Le Sezioni Unite civili, pronunciando su questione di massima di particolare importanza, hanno affermato il principio di diritto secondo il quale l’ordinanza del giudice civile che abbia reputato competente un giudice penale del medesimo ufficio non è impugnabile con regolamento di competenza ai sensi dell’art. 42 c.p.c., atteso che la distinzione tra le varie sezioni – anche civili e penali – del medesimo tribunale si riferisce a mere articolazioni interne di un unico ufficio, con la conseguente esclusione della possibilità di qualificare le rispettive attribuzioni come “questione di competenza” nel processo civile, dovendosi altresì escludere l’applicazione, sia in via diretta, sia in via analogica, delle soluzioni normative sancite dall’art. 28 c.p.p.
[massima ufficiale]
Quanto all’art. 12 preleggi, va affermato che il giudice non crea il diritto, atteso che le scelte di politica del diritto sono riservate al legislatore e al giudice compete solo interpretare la norma entro i limiti delle opzioni ermeneutiche più corrette dell’enunciato.
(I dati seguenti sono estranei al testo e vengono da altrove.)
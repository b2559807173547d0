//! Typed clients for app distribution services.
//!
//! A Rust library for the App Store Connect API and the Firebase App
//! Distribution API, plus a helper that downloads code signing files from
//! blob storage. Every vendor resource family is served by a resource
//! manager generic over the resource type; listings are lazy and follow the
//! vendor's page cursor only when the caller asks for more.
//!
//! # Quick Start
//!
//! ```no_run
//! use appdist::apple::{AppStoreConnectClient, BuildFilter};
//! use appdist::firebase::{AppIdentifier, FirebaseClient};
//!
//! #[tokio::main]
//! async fn main() -> appdist::Result<()> {
//!     let apple = AppStoreConnectClient::from_env()?;
//!
//!     // Attach "What to Test" notes to build 123
//!     let localization = apple
//!         .beta_build_localizations()
//!         .create("123", "en-US", "Fixed bugs")
//!         .await?;
//!     println!("{localization}");
//!
//!     // Walk builds lazily, stopping after ten
//!     let mut builds = apple.builds().list_with_limit(&BuildFilter::default(), Some(10))?;
//!     while let Some(build) = builds.next().await? {
//!         println!("{:?}", build.build_number());
//!     }
//!
//!     let firebase = FirebaseClient::from_env()?;
//!     let app = AppIdentifier::from_app_id("1:228333310124:ios:5e439e0d0231a788ac8f09")?;
//!     let latest = firebase.releases().latest_build_version(&app).await?;
//!     println!("Latest build version: {latest}");
//!
//!     Ok(())
//! }
//! ```
//!
//! # Architecture
//!
//! - [`ApiSession`] - Authenticated HTTP verbs and error envelope handling
//! - [`Paginator`] - Lazy, single-pass walk over a [`PageSource`]
//! - [`Filter`] - Declarative filters serialized into query parameters
//! - [`Resource`] - Typed, immutable entities with [`Resource::dict`]
//!
//! # Configuration
//!
//! Clients read configuration from environment variables:
//!
//! - `APP_STORE_CONNECT_TOKEN` / `APP_STORE_CONNECT_API_URL`
//! - `FIREBASE_ACCESS_TOKEN` / `FIREBASE_API_URL`
//! - `APPDIST_STORAGE_URL` / `APPDIST_STORAGE_TOKEN`

mod client;
mod error;
mod filter;
mod output;
mod pagination;
mod resource;

pub mod apple;
pub mod cli;
pub mod firebase;
pub mod provisioning;

#[cfg(feature = "test-server")]
pub mod mock_server;

pub use client::{ApiSession, QueryParams};
pub use error::{AppDistError, Result};
pub use filter::{to_query_params, Filter, ResourceRef};
pub use output::{format_attribute_name, render_value, PrettyPrint};
pub use pagination::{CursorPage, PageSource, Paginator};
pub use resource::Resource;

pub use apple::AppStoreConnectClient;
pub use firebase::FirebaseClient;
pub use provisioning::{BlobStorage, HttpBlobStorage, ManualProvisioning};
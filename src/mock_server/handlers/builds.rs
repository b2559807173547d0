//! Build endpoint handlers.

use axum::{
    extract::{Path, Query, State},
    http::StatusCode,
    response::{IntoResponse, Response},
    Json,
};
use serde_json::{json, Value};

use super::{apple_error, next_link, page, param};
use crate::mock_server::state::SharedState;

const DEFAULT_LIMIT: usize = 50;

/// GET /builds/{id}
pub async fn get_build(State(state): State<SharedState>, Path(id): Path<String>) -> Response {
    let state = state.read().await;
    match state.get_build(&id) {
        Some(build) => Json(json!({ "data": build })).into_response(),
        None => apple_error(
            StatusCode::NOT_FOUND,
            "NOT_FOUND",
            "The specified resource does not exist",
            &format!("There is no resource of type 'builds' with id '{id}'"),
        ),
    }
}

/// GET /builds
pub async fn list_builds(
    State(state): State<SharedState>,
    Query(params): Query<Vec<(String, String)>>,
) -> Response {
    let state = state.read().await;

    let limit = param(&params, "limit")
        .and_then(|l| l.parse().ok())
        .unwrap_or(DEFAULT_LIMIT);
    let offset = param(&params, "cursor")
        .and_then(|c| c.parse().ok())
        .unwrap_or(0);

    let mut matching = state.list_builds(param(&params, "filter[app]"), param(&params, "filter[version]"));
    match param(&params, "sort") {
        Some("uploadedDate") => matching.sort_by_key(|b| b.attributes.uploaded_date),
        Some("-uploadedDate") => {
            matching.sort_by_key(|b| b.attributes.uploaded_date);
            matching.reverse();
        }
        _ => {}
    }
    let (data, next) = page(&matching, offset, limit);

    let mut links = json!({ "self": format!("{}/builds", state.base_url) });
    if let Some(next) = next.and_then(|n| next_link(&state.base_url, "/builds", &params, n)) {
        links["next"] = Value::String(next);
    }

    Json(json!({
        "data": data,
        "links": links,
        "meta": { "paging": { "total": matching.len(), "limit": limit } }
    }))
    .into_response()
}
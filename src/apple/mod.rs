//! App Store Connect API client.
//!
//! Resources follow the JSON:API envelope: single resources come wrapped in
//! `{"data": {...}}`, collections carry a `links.next` URL that serves as
//! the page cursor.
//!
//! ```no_run
//! use appdist::apple::{AppStoreConnectClient, BetaBuildLocalizationFilter};
//!
//! # async fn example() -> appdist::Result<()> {
//! let client = AppStoreConnectClient::from_env()?;
//! let localizations = client.beta_build_localizations();
//!
//! let created = localizations.create("123", "en-US", "Fixed bugs").await?;
//! assert!(created.is_created());
//!
//! let mut listing = localizations.list(&BetaBuildLocalizationFilter::default())?;
//! while let Some(localization) = listing.next().await? {
//!     println!("{localization}");
//! }
//! # Ok(())
//! # }
//! ```

mod beta_build_localization;
mod build;
mod manager;
mod resource;

use std::env;

use crate::client::ApiSession;
use crate::error::{AppDistError, Result};
use crate::resource::Resource;

pub use beta_build_localization::{
    BetaBuildLocalization, BetaBuildLocalizationAttributes, BetaBuildLocalizationFilter,
    BetaBuildLocalizations,
};
pub use build::{Build, BuildAttributes, BuildFilter, BuildOrdering, BuildProcessingState, Builds};
pub use manager::{LinksPageSource, ResourceManager, DEFAULT_PAGE_SIZE};
pub use resource::{Attributes, Entity, LinkedResourceData, ResourceType};

const DEFAULT_API_URL: &str = "https://api.appstoreconnect.apple.com/v1";

/// App Store Connect API client.
///
/// Owns the authenticated session and hands out one resource manager per
/// resource family. Cheap to clone.
#[derive(Debug, Clone)]
pub struct AppStoreConnectClient {
    session: ApiSession,
}

impl AppStoreConnectClient {
    /// Create a client from environment variables.
    ///
    /// Uses `APP_STORE_CONNECT_TOKEN` (a signed API JWT) and optionally
    /// `APP_STORE_CONNECT_API_URL` (defaults to
    /// `https://api.appstoreconnect.apple.com/v1`).
    ///
    /// # Errors
    ///
    /// Returns an error if `APP_STORE_CONNECT_TOKEN` is not set.
    pub fn from_env() -> Result<Self> {
        let token = env::var("APP_STORE_CONNECT_TOKEN").map_err(|_| {
            AppDistError::ConfigMissing(
                "APP_STORE_CONNECT_TOKEN environment variable not set".to_string(),
            )
        })?;

        let base_url =
            env::var("APP_STORE_CONNECT_API_URL").unwrap_or_else(|_| DEFAULT_API_URL.to_string());

        Self::new(&token, &base_url)
    }

    /// Create a client with the provided token and base URL.
    ///
    /// # Errors
    ///
    /// Returns an error if the token is empty or the base URL is invalid.
    pub fn new(token: &str, base_url: &str) -> Result<Self> {
        Ok(Self::with_session(ApiSession::new(token, base_url)?))
    }

    /// Wrap an existing session.
    pub fn with_session(session: ApiSession) -> Self {
        Self { session }
    }

    /// The underlying session.
    pub fn session(&self) -> &ApiSession {
        &self.session
    }

    /// Manager for any resource type, logging in an `app_store_connect` span.
    pub fn manager<A: Attributes>(&self) -> ResourceManager<A> {
        let span = tracing::info_span!(
            "app_store_connect",
            resource = <Entity<A> as Resource>::LABEL
        );
        ResourceManager::new(self.session.clone(), span)
    }

    /// Beta build localizations.
    pub fn beta_build_localizations(&self) -> BetaBuildLocalizations {
        self.manager()
    }

    /// Builds.
    pub fn builds(&self) -> Builds {
        self.manager()
    }
}
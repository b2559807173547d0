//! Authenticated HTTP session shared by all resource managers.
//!
//! Low-level client that handles authentication, raw requests and error
//! envelopes. Resource-specific operations live in the managers of the
//! [`apple`](crate::apple) and [`firebase`](crate::firebase) modules.

use std::sync::Arc;
use std::time::Duration;

use reqwest::{Client, RequestBuilder, StatusCode};
use serde::de::DeserializeOwned;
use serde::Serialize;
use serde_json::Value;
use url::Url;

use crate::error::{AppDistError, Result};

const USER_AGENT: &str = concat!("appdist/", env!("CARGO_PKG_VERSION"));

/// Query parameters in the order they are sent.
pub type QueryParams = Vec<(String, String)>;

/// Pre-authenticated API session.
///
/// Holds a bearer token and a base URL. Every manager built from the same
/// client shares one session; clones reference the same connection pool
/// and configuration, which is never mutated after construction.
#[derive(Clone)]
pub struct ApiSession {
    http: Client,
    base_url: Arc<Url>,
    token: Arc<str>,
}

impl std::fmt::Debug for ApiSession {
    fn fmt(&self, f: &mut std::fmt::Formatter<'_>) -> std::fmt::Result {
        f.debug_struct("ApiSession")
            .field("base_url", &self.base_url.as_str())
            .finish_non_exhaustive()
    }
}

impl ApiSession {
    /// Create a new session with the provided bearer token and base URL.
    ///
    /// # Errors
    ///
    /// Returns an error if the token is empty or the base URL is invalid.
    pub fn new(token: &str, base_url: &str) -> Result<Self> {
        if token.trim().is_empty() {
            return Err(AppDistError::ConfigMissing(
                "an API bearer token is required".to_string(),
            ));
        }

        // Ensure base URL ends with / so relative paths are appended
        let base_url_str = if base_url.ends_with('/') {
            base_url.to_string()
        } else {
            format!("{base_url}/")
        };

        let base_url = Url::parse(&base_url_str)?;

        let http = Client::builder()
            .user_agent(USER_AGENT)
            .brotli(true)
            .gzip(true)
            .deflate(true)
            .timeout(Duration::from_secs(300))
            .build()
            .map_err(AppDistError::Http)?;

        Ok(Self {
            http,
            base_url: Arc::new(base_url),
            token: Arc::from(token),
        })
    }

    /// Get the base URL.
    pub fn base_url(&self) -> &Url {
        &self.base_url
    }

    /// Resolve a path relative to the base URL, or accept an absolute URL
    /// as returned in pagination links.
    pub fn resolve(&self, path_or_url: &str) -> Result<Url> {
        if path_or_url.starts_with("http://") || path_or_url.starts_with("https://") {
            return Ok(Url::parse(path_or_url)?);
        }
        Ok(self.base_url.join(path_or_url.trim_start_matches('/'))?)
    }

    /// Make a GET request with query parameters and decode the JSON body.
    #[tracing::instrument(skip(self, query))]
    pub async fn get<T: DeserializeOwned>(&self, path_or_url: &str, query: &QueryParams) -> Result<T> {
        let url = self.resolve(path_or_url)?;
        tracing::debug!("GET {}", url);
        let request = self.http.get(url).query(query);
        let body = self.send(request).await?;
        Ok(serde_json::from_value(body)?)
    }

    /// Make a POST request with a JSON body.
    #[tracing::instrument(skip(self, body))]
    pub async fn post<B, T>(&self, path: &str, body: &B) -> Result<T>
    where
        B: Serialize + ?Sized,
        T: DeserializeOwned,
    {
        let url = self.resolve(path)?;
        tracing::debug!("POST {}", url);
        let request = self.http.post(url).json(body);
        let body = self.send(request).await?;
        Ok(serde_json::from_value(body)?)
    }

    /// Make a PATCH request with a JSON body.
    #[tracing::instrument(skip(self, body))]
    pub async fn patch<B, T>(&self, path: &str, body: &B) -> Result<T>
    where
        B: Serialize + ?Sized,
        T: DeserializeOwned,
    {
        let url = self.resolve(path)?;
        tracing::debug!("PATCH {}", url);
        let request = self.http.patch(url).json(body);
        let body = self.send(request).await?;
        Ok(serde_json::from_value(body)?)
    }

    /// Make a DELETE request. Any response body is discarded.
    #[tracing::instrument(skip(self))]
    pub async fn delete(&self, path: &str) -> Result<()> {
        let url = self.resolve(path)?;
        tracing::debug!("DELETE {}", url);
        let request = self.http.delete(url);
        self.send(request).await?;
        Ok(())
    }

    /// Fetch a raw binary body, e.g. a stored signing file.
    #[tracing::instrument(skip(self))]
    pub async fn download(&self, path: &str) -> Result<Vec<u8>> {
        let url = self.resolve(path)?;
        tracing::debug!("GET {}", url);
        let response = self
            .http
            .get(url)
            .bearer_auth(&self.token)
            .send()
            .await
            .map_err(AppDistError::Http)?;

        let status = response.status();
        if !status.is_success() {
            let body = response.text().await.map_err(AppDistError::Http)?;
            Self::check_body(status, &body)?;
            return Err(AppDistError::Api {
                message: format!("HTTP {status}"),
                status_code: Some(status.as_u16()),
            });
        }
        let bytes = response.bytes().await.map_err(AppDistError::Http)?;
        Ok(bytes.to_vec())
    }

    /// Attach credentials, send, and check the response.
    async fn send(&self, request: RequestBuilder) -> Result<Value> {
        let response = request
            .bearer_auth(&self.token)
            .send()
            .await
            .map_err(AppDistError::Http)?;

        let status = response.status();
        let body = response.text().await.map_err(AppDistError::Http)?;
        Self::check_body(status, &body)
    }

    /// Check status and body, converting error envelopes into errors.
    fn check_body(status: StatusCode, body: &str) -> Result<Value> {
        let json = if body.trim().is_empty() {
            Value::Null
        } else {
            match serde_json::from_str::<Value>(body) {
                Ok(json) => json,
                Err(e) if status.is_success() => return Err(AppDistError::Parse(e)),
                Err(_) => Value::String(body.to_string()),
            }
        };

        if matches!(status, StatusCode::UNAUTHORIZED | StatusCode::FORBIDDEN) {
            let message = error_message(&json).unwrap_or_else(|| format!("HTTP {status}"));
            return Err(AppDistError::Authentication(message));
        }

        if !status.is_success() {
            let message = error_message(&json).unwrap_or_else(|| format!("HTTP {status}"));
            return Err(AppDistError::Api {
                message,
                status_code: Some(status.as_u16()),
            });
        }

        // Some endpoints answer 200 with an error envelope
        if has_error_envelope(&json) {
            let message = error_message(&json).unwrap_or_else(|| "unknown error".to_string());
            return Err(AppDistError::Api {
                message,
                status_code: Some(status.as_u16()),
            });
        }

        Ok(json)
    }
}

fn has_error_envelope(json: &Value) -> bool {
    json.get("errors")
        .and_then(Value::as_array)
        .is_some_and(|errors| !errors.is_empty())
        || json.get("error").is_some_and(Value::is_object)
}

/// Extract the server-provided reason from an error body.
///
/// Understands the App Store Connect `errors` array, the Google
/// `error.message` object, and plain `message`/`error` strings.
fn error_message(json: &Value) -> Option<String> {
    if let Some(errors) = json.get("errors").and_then(Value::as_array) {
        let reasons: Vec<String> = errors
            .iter()
            .filter_map(|e| {
                let title = e.get("title").and_then(Value::as_str);
                let detail = e.get("detail").and_then(Value::as_str);
                match (title, detail) {
                    (Some(t), Some(d)) => Some(format!("{t} - {d}")),
                    (Some(t), None) => Some(t.to_string()),
                    (None, Some(d)) => Some(d.to_string()),
                    (None, None) => None,
                }
            })
            .collect();
        if !reasons.is_empty() {
            return Some(reasons.join("; "));
        }
    }

    if let Some(message) = json
        .get("error")
        .and_then(|e| e.get("message"))
        .and_then(Value::as_str)
    {
        return Some(message.to_string());
    }

    if let Some(msg) = json.get("message").and_then(Value::as_str) {
        return Some(msg.to_string());
    }
    if let Some(err) = json.get("error").and_then(Value::as_str) {
        return Some(err.to_string());
    }

    json.as_str().map(str::to_string)
}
La funzione assolta dalla giurisprudenza è quindi di natura dichiarativa. Sicché l’attività interpretativa giudiziale è segnata, innanzitutto, dal significante testuale della disposizione..
I criteri interpretativi sono dettati dall’art. 12 preleggi, mentre pur quando una norma, o un sistema di norme, si prestino a diverse interpretazioni, tutte plausibili, dovere primario dell’interprete, e specie del giudice, è di perseguire l’interpretazione più corretta e non una qualsiasi di quelle che il testo consente; certo essendo, altresì, che il giudice non crea il diritto, ma opera secondo i criteri ermeneutici noti ed entro i limiti del diritto positivo, atteso che le scelte di politica del diritto sono riservate al legislatore ed al giudice compete solo di interpretare la norma nei limiti delle opzioni ermeneutiche più corrette dell’enunciato.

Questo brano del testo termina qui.